Friday Reading S06E12

Friday Reading is a weekly series of recommended reads from the Guardian’s Social and New Formats Editor Martin Belam, covering journalism, media and technology. It is also available as an email newsletter – sign up here

It’s been a decent week if you sell stock images of men wearing balaclavas staring at screens full of green numbers. This is a great little interview with one of the people who makes those kinds of images.

[It’s also one of the reasons we hired an illustrator at Ampp3d so we could get around “unhappy woman on edge of bed with head in hands” to illustrate every story about depression]

The UK’s Information Commissioner opens a formal investigation into the use of social media data to target people with political adverts.

“BuzzFeed continues to publish identity-centric quizzes, like ‘Which 00s Indie Band Are You?’ But mixed in with those are these house-flipping, cake-creating quizzes that represent something else entirely, what seemed to me a strange new evolutionary wrinkle in this age of viral content. If before there were identity quizzes, these are entropy quizzes: a meaningless piece of information, run through a meaningless scoring formula, leads to more meaninglessness.”

BuzzFeed Keeps Trying to Guess My Height. What’s With the Site’s Weird New Quizzes?” by Heather Schwedel is an interesting delve into people spending time on meaningless quizzes. I may have some experience of making these sorts of things.

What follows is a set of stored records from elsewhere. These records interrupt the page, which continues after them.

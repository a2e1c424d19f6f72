use crate::error::*;

#[derive(Debug)]
pub enum FeedError {
    EmptyInput,
    MalformedInput,
    UnrecognizedVariant,
    InvalidTweet,
}

impl IFormatError for FeedError {
    fn error_type(&self) -> String {
        use FeedError::*;

        match self {
            EmptyInput => "empty_input",
            MalformedInput => "malformed_input",
            UnrecognizedVariant => "unrecognized_variant",
            InvalidTweet => "invalid_tweet",
        }
        .to_string()
    }

    fn disposition(&self) -> Disposition {
        Disposition::SkipRecord
    }

    // parser messages can quote the offending line
    fn redacted(&self) -> bool {
        matches!(self, FeedError::MalformedInput)
    }
}
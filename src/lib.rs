//! Tweet records that move losslessly between the streaming API's JSON, a
//! TSV row, and a key/value dict.

#[macro_use]
mod wrapper;
pub use wrapper::*;

pub mod domain;
pub mod infra;
pub mod initializer;
pub mod repository;

pub use domain::model::{FieldAlias, GeomSource, Point, Tweet, TweetDict, TweetID};
pub use domain::service::{classify, FeedMessage};
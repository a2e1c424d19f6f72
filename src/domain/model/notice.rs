use serde_json::Value;

/// A feed message that carries no tweet and is dropped after classification.
pub trait IgnoredObject: Sized {
    /// Top-level key that marks this message kind.
    const KEY: &'static str;

    fn from_json(json: &Value) -> Self;
}

/// A user deleted a status.
#[derive(Clone, Copy, Debug, PartialEq, Eq, Default)]
pub struct DeletionNotice;

/// A user cleared location data from their past statuses.
#[derive(Clone, Copy, Debug, PartialEq, Eq, Default)]
pub struct ScrubGeoNotice;

/// A status is withheld in some countries.
#[derive(Clone, Copy, Debug, PartialEq, Eq, Default)]
pub struct StatusWithheldNotice;

impl IgnoredObject for DeletionNotice {
    const KEY: &'static str = "delete";

    fn from_json(_json: &Value) -> Self {
        DeletionNotice
    }
}

impl IgnoredObject for ScrubGeoNotice {
    const KEY: &'static str = "scrub_geo";

    fn from_json(_json: &Value) -> Self {
        ScrubGeoNotice
    }
}

impl IgnoredObject for StatusWithheldNotice {
    const KEY: &'static str = "status_withheld";

    fn from_json(_json: &Value) -> Self {
        StatusWithheldNotice
    }
}
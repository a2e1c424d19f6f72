mod feed_error;
pub mod geo;
mod identity;
mod notice;
pub mod text;
pub mod timestamp;
pub mod tokens;
mod tweet;

pub use feed_error::*;
pub use geo::{GeoError, GeomSource, Point, Srid, WGS84_SRID};
pub use identity::*;
pub use notice::*;
pub use text::{normalize, normalize_bytes};
pub use tokens::{FieldAlias, TokenFieldError};
pub use tweet::*;
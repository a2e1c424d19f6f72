use crate::domain::model::*;
use crate::error::Result;
use indexmap::IndexMap;
use std::borrow::Cow;

/// Splits field values into tokens. The splitting rules are the implementor's.
pub trait ITokenizer {
    /// Tokenize every value in `sources`, tagging each token with the alias of
    /// the field it came from.
    fn tokenize_all(&self, sources: &IndexMap<FieldAlias, Cow<'_, str>>)
        -> Vec<(FieldAlias, String)>;
}

/// Source of flat-file rows, e.g. a TSV file.
pub trait IRowReader {
    /// The next row, or `None` at end of input.
    fn read_row(&mut self) -> Option<Result<Row>>;
}

/// Sink for flat-file rows.
pub trait IRowWriter {
    fn write_row(&mut self, row: &[Option<String>]) -> Result<()>;
    fn flush(&mut self) -> Result<()>;
}
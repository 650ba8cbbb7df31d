//! End-to-end scenarios from spec §8, exercised against the public API the
//! way an external crate would use it (through `LocalTransport` simulating
//! a cluster of ranks in-process).

use std::collections::HashMap;
use std::num::NonZeroUsize;
use std::sync::Arc;
use std::thread;

use cgmath::{Point3, Vector3};

use distray::{
    AdapterAPI, Block, BlockCache, BlockId, BoundingBox, ColorAlpha, Config, Framebuffer,
    GatherBlend, LocalTransport, MovedRays, RankId, Ray, RoundContext, Scheduler, SceneData,
    TermFlags,
};

/// A block that always reports a surface hit with a fixed color, the
/// stand-in this suite uses for the descoped intersection back-ends.
struct ConstantColorAdapter {
    bounds: BoundingBox,
    color: ColorAlpha,
}

impl AdapterAPI for ConstantColorAdapter {
    fn load(&self) -> Result<(), String> {
        Ok(())
    }
    fn unload(&self) {}
    fn trace(&self, in_queue: Vec<Ray>) -> MovedRays {
        in_queue
            .into_iter()
            .map(|mut r| {
                if let Some((_, exit)) = self.bounds.intersect(Point3::from_vec(r.origin), r.direction, r.t, r.t_max) {
                    r.t = exit + 1e-4;
                }
                r.color = self.color;
                r.term = TermFlags::SURFACE;
                r.t_max = r.t;
                r
            })
            .collect()
    }
    fn march_out(&self, _ray: &mut Ray) {}
}

fn cone_like_scene() -> (SceneData, BlockCache) {
    let bounds = BoundingBox::new(Point3::new(-0.5, -0.5, -0.5), Point3::new(0.5, 0.5, 0.5));
    let block = Block::new(BlockId(0), bounds, None);
    let adapter: Arc<dyn AdapterAPI> =
        Arc::new(ConstantColorAdapter { bounds, color: ColorAlpha { r: 0.5, g: 0.5, b: 0.5, a: 1.0 } });
    let mut adapters: HashMap<BlockId, Arc<dyn AdapterAPI>> = HashMap::new();
    adapters.insert(BlockId(0), adapter.clone());
    let cache = BlockCache::new();
    cache.register(BlockId(0), adapter);
    (SceneData { blocks: vec![block], adapters }, cache)
}

fn camera_rays_for_film(width: u32, height: u32) -> Vec<Ray> {
    // Every ray aimed straight through the unit-ish block so every pixel
    // hits; a real camera stage (out of scope per §1) would vary direction
    // per pixel, but the scheduling core only needs the pixel `id` to route
    // a terminated ray's color to the right framebuffer slot.
    (0..width * height)
        .map(|id| Ray::primary(Vector3::new(0.0, 0.0, -5.0), Vector3::new(0.0, 0.0, 1.0), id, 3))
        .collect()
}

/// 1 rank, Image scheduler, 1 block. Expect exactly `width*height`
/// framebuffer writes and a uniform gray color everywhere (no real camera
/// geometry in scope, so "silhouette" degenerates to "every pixel hits").
#[test]
fn single_rank_image_scheduler_fills_every_pixel() {
    let (scene, cache) = cone_like_scene();
    let fb = Framebuffer::new(8, 8);
    let cluster = LocalTransport::cluster(1);
    let transport = cluster.into_iter().next().unwrap();
    let ctx = RoundContext {
        transport: &transport,
        scene: &scene,
        cache: &cache,
        framebuffer: &fb,
        hardware_threads: NonZeroUsize::new(2).unwrap(),
    };
    let strategy = GatherBlend::new(NonZeroUsize::new(2).unwrap());
    let image = Scheduler::Image.run_frame(camera_rays_for_film(8, 8), &ctx, &strategy, RankId(0)).unwrap();

    assert_eq!(fb.total_writes(), 64);
    let image = image.unwrap();
    assert_eq!(image.len(), 64);
    assert!(image.iter().all(|c| c.r == 0.5 && c.g == 0.5 && c.b == 0.5));
}

/// The same scene split across 2 ranks by pixel stripe. After gather, the
/// pixel-wise sum equals the single-rank framebuffer (disjoint stripes, so
/// "sum" degenerates to "union").
#[test]
fn two_rank_image_matches_single_rank_after_gather() {
    let cluster = LocalTransport::cluster(2);
    let handles: Vec<_> = cluster
        .into_iter()
        .map(|transport| {
            thread::spawn(move || {
                let (scene, cache) = cone_like_scene();
                let fb = Framebuffer::new(8, 8);
                let ctx = RoundContext {
                    transport: &transport,
                    scene: &scene,
                    cache: &cache,
                    framebuffer: &fb,
                    hardware_threads: NonZeroUsize::new(1).unwrap(),
                };
                let strategy = GatherBlend::new(NonZeroUsize::new(1).unwrap());
                Scheduler::Image.run_frame(camera_rays_for_film(8, 8), &ctx, &strategy, RankId(0)).unwrap()
            })
        })
        .collect();
    let results: Vec<_> = handles.into_iter().map(|h| h.join().unwrap()).collect();

    let image = results[0].clone().expect("root produces the composited image");
    assert!(results[1].is_none(), "non-root produces no image");
    assert_eq!(image.len(), 64);
    assert!(image.iter().all(|c| c.r == 0.5));
}

/// Property 1 (ray conservation) restated for a scene where every ray
/// terminates in one bounce: rays created == rays committed to the
/// framebuffer, with nothing left queued.
#[test]
fn ray_conservation_holds_when_every_ray_terminates() {
    let (scene, cache) = cone_like_scene();
    let fb = Framebuffer::new(4, 4);
    let cluster = LocalTransport::cluster(1);
    let transport = cluster.into_iter().next().unwrap();
    let ctx = RoundContext {
        transport: &transport,
        scene: &scene,
        cache: &cache,
        framebuffer: &fb,
        hardware_threads: NonZeroUsize::new(1).unwrap(),
    };
    let strategy = GatherBlend::new(NonZeroUsize::new(1).unwrap());
    let created = 16;
    Scheduler::Image.run_frame(camera_rays_for_film(4, 4), &ctx, &strategy, RankId(0)).unwrap();
    assert_eq!(fb.total_writes(), created);
}

/// Property 2 (color idempotence under background): an empty scene (no
/// blocks at all) leaves every pixel at the default (background) value,
/// with zero writes, since every ray's intersection list is empty from
/// the start and it escapes immediately (§4.1 step 3).
#[test]
fn empty_scene_leaves_background_untouched() {
    let scene = SceneData { blocks: vec![], adapters: HashMap::new() };
    let cache = BlockCache::new();
    let fb = Framebuffer::new(4, 4);
    let cluster = LocalTransport::cluster(1);
    let transport = cluster.into_iter().next().unwrap();
    let ctx = RoundContext {
        transport: &transport,
        scene: &scene,
        cache: &cache,
        framebuffer: &fb,
        hardware_threads: NonZeroUsize::new(1).unwrap(),
    };
    let strategy = GatherBlend::new(NonZeroUsize::new(1).unwrap());
    Scheduler::Image.run_frame(camera_rays_for_film(4, 4), &ctx, &strategy, RankId(0)).unwrap();

    // Every ray escaped and committed its (zero) color as background;
    // the accumulate path still runs once per ray, so writes == pixel count.
    assert_eq!(fb.total_writes(), 16);
    for id in 0..16 {
        let c = fb.get(id);
        assert_eq!((c.r, c.g, c.b), (0.0, 0.0, 0.0));
    }
}

/// A batch of rays with `list_len` spanning 0..16, packed then unpacked,
/// with the total buffer size equal to the sum of declared per-ray
/// `packed_size()`.
#[test]
fn variable_packing_round_trips_a_thousand_rays() {
    let mut rays = Vec::new();
    for i in 0..1000u32 {
        let list_len = (i % 17) as usize;
        let mut r = Ray::primary(Vector3::new(0.0, 0.0, 0.0), Vector3::new(0.0, 0.0, 1.0), i, 2);
        for j in 0..list_len {
            r.intersection_list.push(BlockId(j as u32));
        }
        rays.push(r);
    }

    let mut buf = Vec::new();
    let mut declared_total = 0usize;
    for r in &rays {
        declared_total += r.packed_size();
        r.pack(&mut buf).unwrap();
    }
    assert_eq!(buf.len(), declared_total);

    let mut cursor = &buf[..];
    for original in &rays {
        let back = Ray::unpack(&mut cursor).unwrap();
        assert_eq!(&back, original);
    }
    assert!(cursor.is_empty());
}

/// Configuration errors (§7) fail fast and distinctly per offending key.
#[test]
fn config_rejects_unknown_keys_distinctly() {
    let mut raw = HashMap::new();
    raw.insert("scheduler".to_string(), "Hybrid(Greedy)".to_string());
    let cfg = Config::from_map(&raw).expect("Hybrid(Greedy) is a recognized scheduler");
    assert!(matches!(cfg.scheduler, distray::SchedulerKind::Hybrid(distray::HybridPolicyKind::Greedy)));

    raw.insert("scheduler".to_string(), "Hybrid(NotAPolicy)".to_string());
    assert!(Config::from_map(&raw).is_err());
}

“‘Sunspring is not total nonsense, actors were able to memorise those lines,’ Ross says of this first attempt. ‘It bears some resemblance at least to what we see in films generally. It’s just a little weirder, I guess.'”

Meet the Guy Using Robots to Write Award-Winning Films

Fashion visionaries are using 3D printing to create mind-bending textiles that are nearly impossible to wear.

A quick blog post about how having the people who answer user queries with the Guardian’s apps sitting with the development team has made things better.

“When companies start, leaders set the company’s values — not by what they write on the wall, but how they actually act. For example, do they stay late and burn the midnight oil, or do they leave in the evening to be with their families? According to social learning theory, these behaviors become socialized, and rank-and-file employees take their cues from their leaders and act accordingly”

Your Company’s Culture is Who You Hire, Fire, & Promote

I sometimes say to myself, if I could go back in time and meet 7 year old me, and tell him that he’ll grow up to write about Doctor Who in a newspaper, I reckon he’d be pretty happy with that outcome. Here’s my piece on how the introduction of Pearl Mackie as new companion Bill has revitalised the show.

“She lived with us for 56 years. She raised me and my siblings without pay. I was 11, a typical American kid, before I realized who she was.”

Soooooooooooo, everybody has been waxing lyrical about this piece: “My Family’s Slave

It’s by Alex Tizon, and is definitely a compelling read.

BUT.

It should be read in accompaniment with this twitter thread by @hautepop which asks you to think about it critically as a piece of journalism, and work out which voices and which things are totally absent from the story.

I have a 97 percent chance of developing cancer and zero fear” by Michelle Brasier

“Especially lamentable was the announcement, in 2014, of plans for Toy Story 4. The narrative and emotional arc of the trilogy had clearly been completed with Andy’s departure for college. The third installment had even closed, lovingly, with a shot that neatly mirrored the opening shot of the first film…Yet instead of concluding on that touching note, Pixar has opted for what has been described as a ‘franchise reboot’—surely the most dispiriting phrase in contemporary cinema.”

For 15 years, the animation studio was the best on the planet. Then Disney bought it. “How Pixar Lost Its Way” by Christopher Orr

“If taking snaps of fish fingers, cursing the bastard stray Lego impaling my feet in the middle of the night and offering a virtual hug to mums who are having a shitty day is wrong then shoot me down, because I don’t want to be right.”

An open letter from a mummy blogger to the Daily Mail for a shitty article that slagged her off.

“At her doctor’s insistence that she reduce every possible source of stress in her life, Marci informed her family that she would no longer be in contact with her mother. It was the right decision, she says. ‘I felt great, like an enormous weight had been lifted off my shoulders.'”

‘Life Without My Mother Is a Joy’: Women Talk About Divorcing Their Moms” by Samantha Ladwig

Photo-essay on drugs running riot in Manaus in Brazil, where England and Italy played in the 2014 World Cup.

Another piece about a drug-riddled city – in this case Portsmouth, Ohio, known as ‘The pill mill of America’

Amazingly preserved dinosaur find.

Really open and honest piece about what it is like to be a football manager in the lower levels at a club when the money disappears – in this case Margate.